Hyperbolic Fine-Tuning for Large Language Models
Menglin Yang, Ram Samarth B B, Aosong Feng, Bo Xiong, Jihong Liu, Irwin King, Rex Ying
TL;DR
This work investigates whether Euclidean token spaces are optimal for large language models and uncovers strong hyperbolic, tree-like structures in token embeddings, with high-frequency tokens clustering near the origin and low-frequency terms lying farther out. Building on this insight, the authors introduce HypLoRA, a hyperbolic, parameter-efficient fine-tuning method that performs low-rank adaptation directly on the hyperbolic manifold via a Direct Lorentz Low-Rank Transformation, preserving geometric properties while remaining computationally efficient. The paper provides both global (power-law frequency $γ$) and local ($δ$-hyperbolicity) analyses and establishes a theoretical link between token frequency distributions and hyperbolic curvature. Extensive experiments on arithmetic and commonsense reasoning across multiple base models demonstrate that HypLoRA yields consistent gains over Euclidean LoRA and other adapters, validating the practical value of incorporating hyperbolic inductive biases into PEFT. Overall, the work offers a principled approach to aligning fine-tuning with the intrinsic geometry of language, enabling more effective reasoning with modest additional computational cost ($O(r(d+k))$) and similar memory footprints.
Abstract
Large language models (LLMs) have demonstrated remarkable performance across various tasks. However, it remains an open question whether the default Euclidean space is the most suitable choice for LLMs. In this study, we investigate the geometric characteristics of LLMs, focusing specifically on tokens and their embeddings. Our findings reveal that token frequency follows a power-law distribution, where high-frequency tokens (e.g., the, that ) constitute the minority, while low-frequency tokens (e.g., apple, dog) constitute the majority. Furthermore, high-frequency tokens cluster near the origin, whereas low-frequency tokens are positioned farther away in the embedding space. Additionally, token embeddings exhibit hyperbolic characteristics, indicating a latent tree-like structure within the embedding space.
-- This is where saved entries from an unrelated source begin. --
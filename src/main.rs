use clap::Parser;
use log::{debug, warn};

mod args;
mod regprep;

fn main() {
    let args = args::Args::parse();

    if args.verbose {
        env_logger::Builder::new()
            .filter_level(log::LevelFilter::Debug)
            .init();
    } else {
        env_logger::init();
    }

    debug!("args: {:?}", args);

    let res = regprep::run_conversion(&args);

    if let Err(e) = res {
        warn!("Conversion failed: {}", e);
        eprintln!("Conversion failed: {}", e);
        regprep::print_diagnostics(&e);
        std::process::exit(1);
    }
}
use log::debug;
use std::path::Path;
use std::process::Command;

use register_normalizer::{split_text_lines, SourceKind, TextExtraction};

/// The readers that the command line tool knows about.
#[derive(Eq, PartialEq, Debug, Clone, Copy)]
pub enum InputType {
    Csv,
    Excel,
    Pdf,
    Image,
    Text,
    Paste,
}

impl InputType {
    /// The type given on the command line. None for `auto` or an unknown name.
    pub fn from_name(name: &str) -> Option<InputType> {
        match name {
            "csv" => Some(InputType::Csv),
            "excel" => Some(InputType::Excel),
            "pdf" => Some(InputType::Pdf),
            "image" => Some(InputType::Image),
            "text" => Some(InputType::Text),
            "paste" => Some(InputType::Paste),
            _ => None,
        }
    }

    pub fn from_extension(path: &str) -> Option<InputType> {
        let ext = Path::new(path)
            .extension()
            .map(|e| e.to_string_lossy().to_lowercase())?;
        match ext.as_str() {
            "csv" => Some(InputType::Csv),
            "xlsx" | "xlsm" | "xls" => Some(InputType::Excel),
            "pdf" => Some(InputType::Pdf),
            "png" | "jpg" | "jpeg" | "tif" | "tiff" | "bmp" => Some(InputType::Image),
            "txt" => Some(InputType::Text),
            _ => None,
        }
    }

    /// The kind of source the input will be normalized as.
    pub fn source_kind(&self) -> SourceKind {
        match self {
            InputType::Csv | InputType::Excel | InputType::Paste => SourceKind::Table,
            InputType::Pdf | InputType::Text => SourceKind::DocumentText,
            InputType::Image => SourceKind::Ocr,
        }
    }
}

pub fn simplify_file_name(path: &str) -> String {
    Path::new(path)
        .file_name()
        .map(|n| n.to_string_lossy().to_string())
        .unwrap_or_else(|| path.to_string())
}

/// Checks that an external program can be started.
pub fn probe_command(binary: &str, version_flag: &str) -> bool {
    match Command::new(binary).arg(version_flag).output() {
        Ok(_) => true,
        Err(e) => {
            debug!("probe_command: {} cannot be started: {}", binary, e);
            false
        }
    }
}

/// Runs an external text extractor and collects its standard output.
pub fn run_extractor(command: &mut Command) -> TextExtraction {
    debug!("run_extractor: {:?}", command);
    match command.output() {
        Ok(output) if output.status.success() => {
            split_text_lines(&String::from_utf8_lossy(&output.stdout))
        }
        Ok(output) => TextExtraction::Failed {
            reason: format!(
                "{} ({})",
                String::from_utf8_lossy(&output.stderr).trim(),
                output.status
            ),
        },
        Err(e) => TextExtraction::Failed {
            reason: e.to_string(),
        },
    }
}
use std::path::Path;
use std::process::Command;

use register_normalizer::{TextExtraction, TextSource};

use crate::regprep::io_common::{probe_command, run_extractor};

pub const DEFAULT_PDFTOTEXT: &str = "pdftotext";

/// Reads the text layer of a PDF document with poppler's `pdftotext`.
///
/// The layout mode keeps the gaps between the columns of the register.
#[derive(Eq, PartialEq, Debug, Clone)]
pub struct PdfToText {
    pub binary: String,
}

impl PdfToText {
    pub fn new(binary_o: Option<&str>) -> PdfToText {
        PdfToText {
            binary: binary_o.unwrap_or(DEFAULT_PDFTOTEXT).to_string(),
        }
    }
}

impl TextSource for PdfToText {
    fn capability(&self) -> String {
        self.binary.clone()
    }

    fn is_available(&self) -> bool {
        probe_command(&self.binary, "-v")
    }

    fn extract_text(&self, path: &Path) -> TextExtraction {
        run_extractor(Command::new(&self.binary).arg("-layout").arg(path).arg("-"))
    }
}
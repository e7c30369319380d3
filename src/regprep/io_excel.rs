use calamine::{open_workbook_auto, DataType, Range, Reader};
use chrono::{Duration, NaiveDate};
use log::{debug, info, warn};
use snafu::prelude::*;

use register_normalizer::builder::TableBuilder;
use register_normalizer::RawTable;

use crate::regprep::*;

/// Reads a register from an Excel workbook: the named worksheet, or else the first one.
pub fn read_excel_table(path: &str, worksheet_name_o: Option<&str>) -> BRegResult<RawTable> {
    let wrange = get_range(path, worksheet_name_o)?;
    let table = range_to_table(&wrange)?;
    info!(
        "read_excel_table: {} row(s) read from {}",
        table.rows.len(),
        path
    );
    Ok(table)
}

fn get_range(path: &str, worksheet_name_o: Option<&str>) -> BRegResult<Range<DataType>> {
    debug!(
        "get_range: path: {:?} worksheet: {:?}",
        path, worksheet_name_o
    );
    let mut workbook = open_workbook_auto(path).context(OpeningExcelSnafu { path })?;

    // A worksheet name was provided, use it.
    if let Some(worksheet_name) = worksheet_name_o {
        let wrange = workbook
            .worksheet_range(worksheet_name)
            .context(MissingWorksheetSnafu {
                path,
                name: worksheet_name,
            })?
            .context(OpeningExcelSnafu { path })?;
        return Ok(wrange);
    }

    let all_worksheets = workbook.worksheets();
    match all_worksheets.as_slice() {
        [] => Err(Box::new(RegprepError::EmptyExcel {
            path: path.to_string(),
        })),
        [(worksheet_name, wrange)] => {
            debug!("get_range: using worksheet {:?}", worksheet_name);
            Ok(wrange.clone())
        }
        [(worksheet_name, wrange), ..] => {
            warn!(
                "{} has {} worksheets, reading the first one ({:?}). Use --excel-worksheet-name to pick another one.",
                path,
                all_worksheets.len(),
                worksheet_name
            );
            Ok(wrange.clone())
        }
    }
}

/// Turns a worksheet into a table. The first row is the header.
pub fn range_to_table(wrange: &Range<DataType>) -> BRegResult<RawTable> {
    let mut iter = wrange.rows();
    let header = match iter.next() {
        Some(row) => row,
        None => return Err(Box::new(RegprepError::EmptyExcel { path: String::new() })),
    };
    let schema: Vec<String> = header
        .iter()
        .enumerate()
        .map(|(idx, cell)| {
            cell_text(cell, 1).map(|o| o.unwrap_or_else(|| format!("Column{}", idx + 1)))
        })
        .collect::<BRegResult<Vec<String>>>()?;
    debug!("range_to_table: header: {:?}", schema);

    let mut builder = TableBuilder::from_schema(schema);
    for (idx, row) in iter.enumerate() {
        let lineno = (idx + 2) as u64;
        let cells = row
            .iter()
            .map(|cell| cell_text(cell, lineno))
            .collect::<BRegResult<Vec<Option<String>>>>()?;
        builder.add_row(cells);
    }
    Ok(builder.build())
}

/// The text of a cell, as a spreadsheet user would see it.
///
/// Whole numbers have no decimal part and dates are written `DD/MM/YYYY`.
fn cell_text(cell: &DataType, lineno: u64) -> BRegResult<Option<String>> {
    let wrong_type = || {
        Box::new(RegprepError::ExcelWrongCellType {
            lineno,
            content: format!("{:?}", cell),
        })
    };
    match cell {
        DataType::Empty => Ok(None),
        DataType::String(s) => Ok(Some(s.clone())),
        DataType::Int(i) => Ok(Some(i.to_string())),
        DataType::Float(f) => Ok(Some(f.to_string())),
        DataType::Bool(b) => Ok(Some(b.to_string())),
        DataType::DateTime(serial) => excel_date(*serial).map(Some).ok_or_else(wrong_type),
        _ => Err(wrong_type()),
    }
}

// Excel counts days from 1899-12-30 (this absorbs the 1900 leap year bug).
fn excel_date(serial: f64) -> Option<String> {
    if !serial.is_finite() {
        return None;
    }
    let epoch = NaiveDate::from_ymd_opt(1899, 12, 30)?;
    epoch
        .checked_add_signed(Duration::try_days(serial.trunc() as i64)?)
        .map(|d| d.format("%d/%m/%Y").to_string())
}

#[cfg(test)]
mod tests {
    use super::*;

    #[test]
    fn cells() {
        assert_eq!(cell_text(&DataType::Empty, 2).unwrap(), None);
        assert_eq!(
            cell_text(&DataType::Float(12.0), 2).unwrap(),
            Some("12".to_string())
        );
        assert_eq!(
            cell_text(&DataType::Float(1.5), 2).unwrap(),
            Some("1.5".to_string())
        );
        assert_eq!(
            cell_text(&DataType::Int(42), 2).unwrap(),
            Some("42".to_string())
        );
        assert_eq!(
            cell_text(&DataType::DateTime(46174.0), 2).unwrap(),
            Some("01/06/2026".to_string())
        );
        assert!(cell_text(&DataType::Error(calamine::CellErrorType::Div0), 2).is_err());
        assert!(matches!(
            cell_text(&DataType::DateTime(1e20), 2).map_err(|e| *e),
            Err(RegprepError::ExcelWrongCellType { lineno: 2, .. })
        ));
        assert!(cell_text(&DataType::DateTime(f64::NAN), 2).is_err());
    }

    #[test]
    fn worksheet_to_table() {
        let mut wrange: Range<DataType> = Range::new((0, 0), (2, 2));
        wrange.set_value((0, 0), DataType::String("Elector Number".to_string()));
        wrange.set_value((0, 1), DataType::String("Name".to_string()));
        wrange.set_value((1, 0), DataType::String("BA-1".to_string()));
        wrange.set_value((1, 1), DataType::String("Jane Doe".to_string()));
        wrange.set_value((1, 2), DataType::Float(3.0));
        wrange.set_value((2, 0), DataType::String("BA-2".to_string()));

        let table = range_to_table(&wrange).unwrap();
        assert_eq!(table.schema, vec!["Elector Number", "Name", "Column3"]);
        assert_eq!(
            table.rows,
            vec![
                vec![
                    Some("BA-1".to_string()),
                    Some("Jane Doe".to_string()),
                    Some("3".to_string())
                ],
                vec![Some("BA-2".to_string()), None, None],
            ]
        );
    }
}
/*!
 * Tests for language utility functions
 */

use std::collections::HashSet;

use translex::language_utils::{
    format_language_pair, get_language_name, is_pair_supported, is_valid_language_code,
    language_codes_match, normalize_language_code, parse_language_pair, reverse_language_pair,
};

/// Test normalization of language codes to ISO 639-1 format
#[test]
fn test_normalize_language_code_withValidCodes_shouldNormalizeCorrectly() {
    // ISO 639-1 passes through
    assert_eq!(normalize_language_code("en").unwrap(), "en");
    assert_eq!(normalize_language_code("ru").unwrap(), "ru");

    // ISO 639-2/T converts down to the 2-letter form
    assert_eq!(normalize_language_code("eng").unwrap(), "en");
    assert_eq!(normalize_language_code("rus").unwrap(), "ru");
    assert_eq!(normalize_language_code("deu").unwrap(), "de");

    // Whitespace and case
    assert_eq!(normalize_language_code(" EN ").unwrap(), "en");
    assert_eq!(normalize_language_code("ENG").unwrap(), "en");

    // Invalid codes
    assert!(normalize_language_code("xyz").is_err());
    assert!(normalize_language_code("123").is_err());
    assert!(normalize_language_code("e").is_err());
    assert!(normalize_language_code("").is_err());
}

/// Test validity checks for language codes
#[test]
fn test_is_valid_language_code_withMixedInputs_shouldClassifyCorrectly() {
    assert!(is_valid_language_code("en"));
    assert!(is_valid_language_code("fra"));
    assert!(!is_valid_language_code("xx"));
    assert!(!is_valid_language_code("english"));
}

/// Test formatting and parsing of language pair strings
#[test]
fn test_language_pair_roundTrip_shouldPreserveCodes() {
    assert_eq!(format_language_pair("EN", " ru "), "en-ru");

    let (source, target) = parse_language_pair("en-ru").unwrap();
    assert_eq!(source, "en");
    assert_eq!(target, "ru");

    assert_eq!(reverse_language_pair("en-ru").unwrap(), "ru-en");

    assert!(parse_language_pair("enru").is_err());
    assert!(parse_language_pair("-ru").is_err());
    assert!(parse_language_pair("").is_err());
}

/// Test the default supported pair set
#[test]
fn test_is_pair_supported_withDefaultSet_shouldAcceptEnglishPairs() {
    assert!(is_pair_supported("en", "ru", None));
    assert!(is_pair_supported("ru", "en", None));
    assert!(is_pair_supported("EN", "ja", None));

    // Pairs without English are not in the default set
    assert!(!is_pair_supported("ru", "ja", None));
    assert!(!is_pair_supported("en", "xx", None));
}

/// Test supported pair overrides replacing the default set
#[test]
fn test_is_pair_supported_withOverrides_shouldReplaceDefaultSet() {
    let overrides: HashSet<String> = ["ru-ja".to_string()].into_iter().collect();

    assert!(is_pair_supported("ru", "ja", Some(&overrides)));
    // Default members are gone once an override set is given
    assert!(!is_pair_supported("en", "ru", Some(&overrides)));
}

/// Test matching of different language code formats
#[test]
fn test_language_codes_match_withEquivalentCodes_shouldReturnTrue() {
    assert!(language_codes_match("en", "eng"));
    assert!(language_codes_match("eng", "en"));
    assert!(language_codes_match("EN", "en"));
    assert!(!language_codes_match("en", "ru"));
    assert!(!language_codes_match("en", "xyz"));
}

/// Test language name resolution
#[test]
fn test_get_language_name_withValidCodes_shouldReturnEnglishName() {
    assert_eq!(get_language_name("en").unwrap(), "English");
    assert_eq!(get_language_name("rus").unwrap(), "Russian");
    assert!(get_language_name("xx").is_err());
}
/*!
 * Transformation layers.
 *
 * Each layer is one stage of the pipeline: it inspects the current text,
 * declines input it cannot work with, and otherwise produces a
 * `LayerResult`. Layers communicate only through the `TranslationContext`;
 * none of them knows which layer runs before or after it.
 */

use async_trait::async_trait;

use crate::translation::context::TranslationContext;
use crate::translation::result::LayerResult;

/// Common trait for all transformation layers
///
/// Implementations report recoverable problems through a failed
/// `LayerResult` instead of panicking, so one broken layer degrades the
/// translation instead of aborting it.
#[async_trait]
pub trait TranslationLayer: Send + Sync {
    /// Stable layer name used in diagnostics
    fn name(&self) -> &str;

    /// One-line description of what the layer does
    fn description(&self) -> &str;

    /// Whether the layer can do useful work on this input
    fn can_handle(&self, text: &str, context: &TranslationContext) -> bool;

    /// Transform the current text
    ///
    /// `text` is the pipeline input; layers read the running translation
    /// through `context.current_text(text)` and write their output back to
    /// `context.translated_text`.
    async fn process(&self, text: &str, context: &mut TranslationContext) -> LayerResult;
}

pub mod grammar;
pub mod postprocessing;
pub mod preprocessing;
pub mod substitution;
pub mod word_order;

// Re-export the built-in layers
pub use grammar::GrammarLayer;
pub use postprocessing::PostprocessingLayer;
pub use preprocessing::PreprocessingLayer;
pub use substitution::{MAX_PHRASE_TOKENS, SubstitutionLayer};
pub use word_order::{WordOrderLayer, syntactic_order_for};
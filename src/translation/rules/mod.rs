/*!
 * Rule-driven text transformation.
 *
 * - `model`: rule definitions and the conditions that guard them
 * - `loader`: NDJSON rule file parsing with tolerant error handling
 * - `engine`: compiled rule sets and the application loop
 */

pub mod engine;
pub mod loader;
pub mod model;

// Re-export main types
pub use engine::{CompiledRule, MAX_RULE_APPLICATIONS, RuleEngine, StageOutcome};
pub use loader::{RuleLoadReport, load_dir, load_file, parse_rules};
pub use model::{Rule, RuleCondition, RuleStage, SyntacticOrder};
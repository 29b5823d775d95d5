/*!
 * Rule definitions for the pattern-driven transformation stages.
 *
 * Rules are data, not code: each one pairs a regex pattern with a
 * replacement template and carries the metadata the engine needs to decide
 * when it applies. Replacement templates use `$1`..`$n` capture references
 * (`${1}` when followed by a word character) and `$$` for a literal dollar.
 */

use anyhow::{Result, anyhow};
use serde::{Deserialize, Serialize};

use crate::translation::context::TranslationContext;

/// Transformation stage a rule belongs to
#[derive(Debug, Clone, Copy, PartialEq, Eq, Hash, Serialize, Deserialize)]
#[serde(rename_all = "snake_case")]
pub enum RuleStage {
    /// Inflection and agreement fixups
    Grammar,
    /// Constituent reordering
    WordOrder,
    /// Final cleanup of the rendered text
    PostProcessing,
}

impl RuleStage {
    pub fn to_lowercase_string(&self) -> String {
        match self {
            Self::Grammar => "grammar".to_string(),
            Self::WordOrder => "word_order".to_string(),
            Self::PostProcessing => "post_processing".to_string(),
        }
    }
}

impl std::fmt::Display for RuleStage {
    fn fmt(&self, f: &mut std::fmt::Formatter<'_>) -> std::fmt::Result {
        write!(f, "{}", self.to_lowercase_string())
    }
}

impl std::str::FromStr for RuleStage {
    type Err = anyhow::Error;

    fn from_str(s: &str) -> Result<Self> {
        match s.to_lowercase().as_str() {
            "grammar" => Ok(Self::Grammar),
            "word_order" => Ok(Self::WordOrder),
            "post_processing" => Ok(Self::PostProcessing),
            _ => Err(anyhow!("Invalid rule stage: {}", s)),
        }
    }
}

/// Basic constituent order of a language
#[derive(Debug, Clone, Copy, PartialEq, Eq, Hash, Serialize, Deserialize)]
#[serde(rename_all = "lowercase")]
pub enum SyntacticOrder {
    /// Subject-verb-object (English, Russian, French)
    Svo,
    /// Subject-object-verb (Japanese, Turkish)
    Sov,
    /// Verb-subject-object (Classical Arabic, Irish)
    Vso,
    /// Verb-object-subject (Malagasy)
    Vos,
    /// Object-subject-verb (rare)
    Osv,
    /// Object-verb-subject (rare)
    Ovs,
}

impl std::fmt::Display for SyntacticOrder {
    fn fmt(&self, f: &mut std::fmt::Formatter<'_>) -> std::fmt::Result {
        let name = match self {
            Self::Svo => "svo",
            Self::Sov => "sov",
            Self::Vso => "vso",
            Self::Vos => "vos",
            Self::Osv => "osv",
            Self::Ovs => "ovs",
        };
        write!(f, "{}", name)
    }
}

impl std::str::FromStr for SyntacticOrder {
    type Err = anyhow::Error;

    fn from_str(s: &str) -> Result<Self> {
        match s.to_lowercase().as_str() {
            "svo" => Ok(Self::Svo),
            "sov" => Ok(Self::Sov),
            "vso" => Ok(Self::Vso),
            "vos" => Ok(Self::Vos),
            "osv" => Ok(Self::Osv),
            "ovs" => Ok(Self::Ovs),
            _ => Err(anyhow!("Invalid syntactic order: {}", s)),
        }
    }
}

/// Guard that must hold for a rule to be considered
#[derive(Debug, Clone, PartialEq, Serialize, Deserialize)]
#[serde(tag = "type", rename_all = "snake_case")]
pub enum RuleCondition {
    /// The context carries at least one token
    TokensPresent,
    /// The context carries at least `count` tokens
    MinTokenCount { count: usize },
    /// The current text contains `value` (case-insensitive)
    TextContains { value: String },
    /// The request is for exactly this language pair
    LanguagePairIs { pair: String },
    /// The request runs with quality scoring enabled
    QualityModeOnly,
}

impl RuleCondition {
    /// Evaluate the condition against the current text and context
    pub fn holds(&self, text: &str, context: &TranslationContext) -> bool {
        match self {
            Self::TokensPresent => !context.tokens.is_empty(),
            Self::MinTokenCount { count } => context.tokens.len() >= *count,
            Self::TextContains { value } => {
                text.to_lowercase().contains(&value.to_lowercase())
            }
            Self::LanguagePairIs { pair } => context.language_pair() == pair.to_lowercase(),
            Self::QualityModeOnly => context.is_quality_mode_enabled(),
        }
    }
}

/// A single transformation rule
#[derive(Debug, Clone, PartialEq, Serialize, Deserialize)]
#[serde(rename_all = "camelCase")]
pub struct Rule {
    /// Stable identifier, unique within a rule set
    pub rule_id: String,

    /// Stage this rule runs in
    pub stage: RuleStage,

    /// Source language scope; `None` applies to every source language
    #[serde(default)]
    pub source_language: Option<String>,

    /// Target language scope; `None` applies to every target language
    #[serde(default)]
    pub target_language: Option<String>,

    /// Human-readable description
    #[serde(default)]
    pub description: String,

    /// Regex pattern the rule matches on
    pub pattern: String,

    /// Replacement template with `$n` capture references
    pub replacement: String,

    /// Higher priority wins; ties break by definition order
    #[serde(default)]
    pub priority: i32,

    /// Guards that must all hold
    #[serde(default)]
    pub conditions: Vec<RuleCondition>,

    /// Whether the pattern is matched case-sensitively
    #[serde(default)]
    pub case_sensitive: bool,

    /// Word-order rules only: source-side constituent order
    #[serde(default)]
    pub source_order: Option<SyntacticOrder>,

    /// Word-order rules only: target-side constituent order
    #[serde(default)]
    pub target_order: Option<SyntacticOrder>,
}

impl Rule {
    /// Whether the rule's language scope covers a request pair
    pub fn applies_to_pair(&self, source_language: &str, target_language: &str) -> bool {
        let source_ok = self
            .source_language
            .as_deref()
            .is_none_or(|scope| scope.eq_ignore_ascii_case(source_language));
        let target_ok = self
            .target_language
            .as_deref()
            .is_none_or(|scope| scope.eq_ignore_ascii_case(target_language));

        source_ok && target_ok
    }

    /// Whether every condition holds for the current text and context
    pub fn conditions_hold(&self, text: &str, context: &TranslationContext) -> bool {
        self.conditions.iter().all(|c| c.holds(text, context))
    }
}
Motivated by these observations, we propose HypLoRA, an efficient fine-tuning approach that operates in hyperbolic space to exploit these underlying hierarchical structures better. HypLoRA performs low-rank adaptation directly in hyperbolic space, thereby preserving hyperbolic modeling capabilities throughout the fine-tuning process. Extensive experiments across various base models and reasoning benchmarks, specifically arithmetic and commonsense reasoning tasks, demonstrate that HypLoRA substantially improves LLM performance.